List

With regard to the use of the terms of ‘genuine, degenerate and doubly 
degenerate’ - my understanding of these terms is that they refer only to the 
categories. Not to the ’nodes’ and relations, ie, not to the two Objects or the 
three Interpretants. .

For example, Peirce writes: “The Sign may be said pose as a representative of 
its object, that is, suggests an idea of the Object which is distinguishable 
from the Object in its own Being. The former I term the Dynamoid Object [for I 
want the word “genuine” to express something different]; the latter the 
Immediate Object …Each off these many have either off the three Modalities of 
Being, the former in itself, the latter in representation.  1908 Letters to 
Lady Welby lMS[R] L463.15. 

That is, Peirce specifically rejects in the above quote,  the use of the term 
‘genuine’ to refer to the Dynamoid Object. 
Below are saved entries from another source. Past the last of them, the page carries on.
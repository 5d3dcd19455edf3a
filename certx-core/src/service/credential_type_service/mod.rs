//! Catalogue of credential types and their validity options.

use std::sync::Arc;

use certx_providers::{
    common_models::{
        audit::AuditAction,
        credential_type::{
            CredentialType, CredentialTypeId, ValidityOption, ValidityOptionId, ValidityPeriod,
        },
        non_blank,
    },
    registry::{
        model::{
            CreateCredentialTypeRequest, CreateValidityOptionRequest,
            UpdateCredentialTypeRequest, UpdateValidityOptionRequest,
        },
        RegistryClient,
    },
    session::Session,
    validity::{policy::ValidityPolicy, ResolvedPeriod},
};
use serde_json::json;

use crate::{
    model::{CreateValidityOptionInput, UpdateValidityOptionInput},
    service::{ensure_administrator, error::ServiceError, Auditor},
};


pub struct CredentialTypeService {
    registry: Arc<dyn RegistryClient>,
    policy: Arc<ValidityPolicy>,
    auditor: Auditor,
}

impl CredentialTypeService {
    pub(crate) fn new(
        registry: Arc<dyn RegistryClient>,
        policy: Arc<ValidityPolicy>,
        auditor: Auditor,
    ) -> Self {
        Self {
            registry,
            policy,
            auditor,
        }
    }

    pub async fn list_credential_types(
        &self,
        session: &Session,
    ) -> Result<Vec<CredentialType>, ServiceError> {
        Ok(self.registry.list_credential_types(session).await?)
    }

    /// The id is chosen here and never changes afterwards.
    pub async fn create_credential_type(
        &self,
        session: &Session,
        request: CreateCredentialTypeRequest,
    ) -> Result<CredentialType, ServiceError> {
        let details = json!({
            "name": request.name.trim(),
            "isPermanent": request.is_permanent,
        });
        let resource = format!("credential-type/{}", request.id.as_str().trim());
        let result = self.create_credential_type_inner(session, request).await;

        self.finish(session, AuditAction::CredentialTypeCreate, resource, details, result)
            .await
    }

    /// Only the name and permanence can change.
    pub async fn update_credential_type(
        &self,
        session: &Session,
        id: &CredentialTypeId,
        request: UpdateCredentialTypeRequest,
    ) -> Result<CredentialType, ServiceError> {
        let details = json!({
            "name": request.name,
            "isPermanent": request.is_permanent,
        });
        let result = self.update_credential_type_inner(session, id, request).await;

        self.finish(
            session,
            AuditAction::CredentialTypeUpdate,
            format!("credential-type/{id}"),
            details,
            result,
        )
        .await
    }

    /// Options of the type go with it.
    pub async fn delete_credential_type(
        &self,
        session: &Session,
        id: &CredentialTypeId,
    ) -> Result<(), ServiceError> {
        let result = match ensure_administrator(session) {
            Ok(()) => self
                .registry
                .delete_credential_type(session, id)
                .await
                .map_err(ServiceError::from),
            Err(error) => Err(error),
        };

        self.finish(
            session,
            AuditAction::CredentialTypeDelete,
            format!("credential-type/{id}"),
            serde_json::Value::Null,
            result,
        )
        .await
    }

    pub async fn list_validity_options(
        &self,
        session: &Session,
        credential_type_id: Option<CredentialTypeId>,
    ) -> Result<Vec<ValidityOption>, ServiceError> {
        Ok(self
            .registry
            .list_validity_options(session, credential_type_id)
            .await?)
    }

    pub async fn create_validity_option(
        &self,
        session: &Session,
        input: CreateValidityOptionInput,
    ) -> Result<ValidityOption, ServiceError> {
        let details = json!({
            "credentialTypeId": input.credential_type_id,
            "periodMonths": input.period_months,
            "periodDays": input.period_days,
        });
        let result = self.create_validity_option_inner(session, input).await;

        self.finish(
            session,
            AuditAction::ValidityOptionCreate,
            "validity-option".to_owned(),
            details,
            result,
        )
        .await
    }

    /// Certificates that already captured an expiration date keep it.
    pub async fn update_validity_option(
        &self,
        session: &Session,
        id: &ValidityOptionId,
        input: UpdateValidityOptionInput,
    ) -> Result<ValidityOption, ServiceError> {
        let details = json!({
            "periodMonths": input.period_months,
            "periodDays": input.period_days,
        });
        let result = self.update_validity_option_inner(session, id, input).await;

        self.finish(
            session,
            AuditAction::ValidityOptionUpdate,
            format!("validity-option/{id}"),
            details,
            result,
        )
        .await
    }

    pub async fn delete_validity_option(
        &self,
        session: &Session,
        id: &ValidityOptionId,
    ) -> Result<(), ServiceError> {
        let result = match ensure_administrator(session) {
            Ok(()) => self
                .registry
                .delete_validity_option(session, id)
                .await
                .map_err(ServiceError::from),
            Err(error) => Err(error),
        };

        self.finish(
            session,
            AuditAction::ValidityOptionDelete,
            format!("validity-option/{id}"),
            serde_json::Value::Null,
            result,
        )
        .await
    }

    /// See [`ValidityPolicy::resolve_period`]; never fails.
    pub async fn resolve_period(
        &self,
        session: &Session,
        credential_type_id: Option<&CredentialTypeId>,
    ) -> ResolvedPeriod {
        self.policy.resolve_period(session, credential_type_id).await
    }

    async fn finish<T>(
        &self,
        session: &Session,
        action: AuditAction,
        resource: String,
        details: serde_json::Value,
        result: Result<T, ServiceError>,
    ) -> Result<T, ServiceError> {
        self.auditor
            .record(session, action, resource.to_owned(), details, &result)
            .await;

        match &result {
            Ok(_) => tracing::info!(%action, %resource, "catalogue updated"),
            Err(error) => tracing::debug!(%action, %resource, %error, "catalogue update failed"),
        }

        result
    }

    async fn create_credential_type_inner(
        &self,
        session: &Session,
        request: CreateCredentialTypeRequest,
    ) -> Result<CredentialType, ServiceError> {
        ensure_administrator(session)?;
        let id = required("id", request.id.as_str())?;
        let name = required("name", &request.name)?;

        Ok(self
            .registry
            .create_credential_type(
                session,
                CreateCredentialTypeRequest {
                    id: id.into(),
                    name: name.to_owned(),
                    is_permanent: request.is_permanent,
                },
            )
            .await?)
    }

    async fn update_credential_type_inner(
        &self,
        session: &Session,
        id: &CredentialTypeId,
        request: UpdateCredentialTypeRequest,
    ) -> Result<CredentialType, ServiceError> {
        ensure_administrator(session)?;
        let name = request
            .name
            .as_deref()
            .map(|name| required("name", name).map(str::to_owned))
            .transpose()?;

        Ok(self
            .registry
            .update_credential_type(
                session,
                id,
                UpdateCredentialTypeRequest {
                    name,
                    is_permanent: request.is_permanent,
                },
            )
            .await?)
    }

    async fn create_validity_option_inner(
        &self,
        session: &Session,
        input: CreateValidityOptionInput,
    ) -> Result<ValidityOption, ServiceError> {
        ensure_administrator(session)?;
        required("credentialTypeId", input.credential_type_id.as_str())?;
        let period = ValidityPeriod::from_parts(input.period_months, input.period_days)?;

        Ok(self
            .registry
            .create_validity_option(
                session,
                CreateValidityOptionRequest {
                    credential_type_id: input.credential_type_id,
                    period,
                    note: note(input.note),
                },
            )
            .await?)
    }

    async fn update_validity_option_inner(
        &self,
        session: &Session,
        id: &ValidityOptionId,
        input: UpdateValidityOptionInput,
    ) -> Result<ValidityOption, ServiceError> {
        ensure_administrator(session)?;
        let period = match (input.period_months, input.period_days) {
            (None, None) => None,
            (months, days) => Some(ValidityPeriod::from_parts(months, days)?),
        };

        Ok(self
            .registry
            .update_validity_option(
                session,
                id,
                UpdateValidityOptionRequest {
                    period,
                    note: input.note.map(note),
                },
            )
            .await?)
    }
}

fn required<'a>(field: &str, value: &'a str) -> Result<&'a str, ServiceError> {
    non_blank(Some(value)).ok_or_else(|| ServiceError::Validation(format!("Missing `{field}`")))
}

fn note(note: Option<String>) -> Option<String> {
    non_blank(note.as_deref()).map(str::to_owned)
}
With regard to the terms of ‘genuine’, degenerate and doubly degenerate’, as 
I’ve said - my readings of Peirce are that these terms refer strictly to the 
categories, with there being genuine and degenerate forms of Secondness [ 2-2 
and 2-1]; See 1903 1.535. and three forms of Thirdness, from genuine, to  a 
first degree of degeneracy [3-2] to ’the most degenerate [3-1]. See 5.70-71; 
and 1903; 1.536-37.  and 8.331-32

I don’t consider that the ordinal numbers of First, Second and Third refer to 
the complexity of the Relations and ’nodes’, but to the order of processing [ 
this is not the same as ‘determination’]..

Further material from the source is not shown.